(Records shown Opens)
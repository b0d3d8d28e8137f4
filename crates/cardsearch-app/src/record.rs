// Copyright 2026 Phillip Cloud
// Licensed under the Apache License, Version 2.0

use serde::{Deserialize, Serialize};

use crate::SearchError;

pub const CREDIT_CARD_CODE: &str = "T";

#[derive(Debug, Clone, Copy, PartialEq, Eq, PartialOrd, Ord, Hash, Serialize, Deserialize)]
pub struct RecordCode(i64);

impl RecordCode {
    pub const fn new(value: i64) -> Self {
        Self(value)
    }

    pub const fn get(self) -> i64 {
        self.0
    }
}

impl std::fmt::Display for RecordCode {
    fn fmt(&self, f: &mut std::fmt::Formatter<'_>) -> std::fmt::Result {
        write!(f, "{}", self.0)
    }
}

#[derive(Debug, Clone, PartialEq, Eq, Serialize, Deserialize)]
#[serde(from = "String", into = "String")]
pub enum RecordKind {
    CreditCard,
    Other(String),
}

impl RecordKind {
    pub fn parse(value: &str) -> Self {
        if value == CREDIT_CARD_CODE {
            Self::CreditCard
        } else {
            Self::Other(value.to_owned())
        }
    }

    pub fn code(&self) -> &str {
        match self {
            Self::CreditCard => CREDIT_CARD_CODE,
            Self::Other(code) => code,
        }
    }
}

impl From<String> for RecordKind {
    fn from(value: String) -> Self {
        Self::parse(&value)
    }
}

impl From<RecordKind> for String {
    fn from(value: RecordKind) -> Self {
        value.code().to_owned()
    }
}

/// One entry of the card catalog as served by the retrieve endpoint.
/// Field names follow the upstream API; the short names are accepted too.
#[derive(Debug, Clone, PartialEq, Serialize, Deserialize)]
pub struct Record {
    #[serde(rename = "Bcocodigo", alias = "code")]
    pub code: RecordCode,
    #[serde(rename = "Bconombre", alias = "name")]
    pub name: String,
    #[serde(rename = "Bcolimite", alias = "limit")]
    pub limit: f64,
    #[serde(rename = "Bcotipo", alias = "type")]
    pub kind: RecordKind,
}

impl Record {
    pub fn new(code: i64, name: &str, limit: f64, kind: RecordKind) -> Self {
        Self {
            code: RecordCode::new(code),
            name: name.to_owned(),
            limit,
            kind,
        }
    }

    pub fn validate(&self) -> Result<(), SearchError> {
        if !self.limit.is_finite() {
            return Err(SearchError::unexpected(format!(
                "record {} has a non-finite limit",
                self.code
            )));
        }
        Ok(())
    }
}

/// Decodes a response body into records. The whole body is rejected when any
/// element is malformed.
pub fn decode_records(body: &str) -> Result<Vec<Record>, SearchError> {
    let records: Vec<Record> = serde_json::from_str(body)
        .map_err(|error| SearchError::unexpected(format!("decode records: {error}")))?;
    for record in &records {
        record.validate()?;
    }
    Ok(records)
}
(Records shown Closes)
## What to do
List all lines above in which the string "into" appears.

## Exercise result
#[serde(from = "String", into = "String")]
/// Decodes a response body into records. The whole body is rejected when any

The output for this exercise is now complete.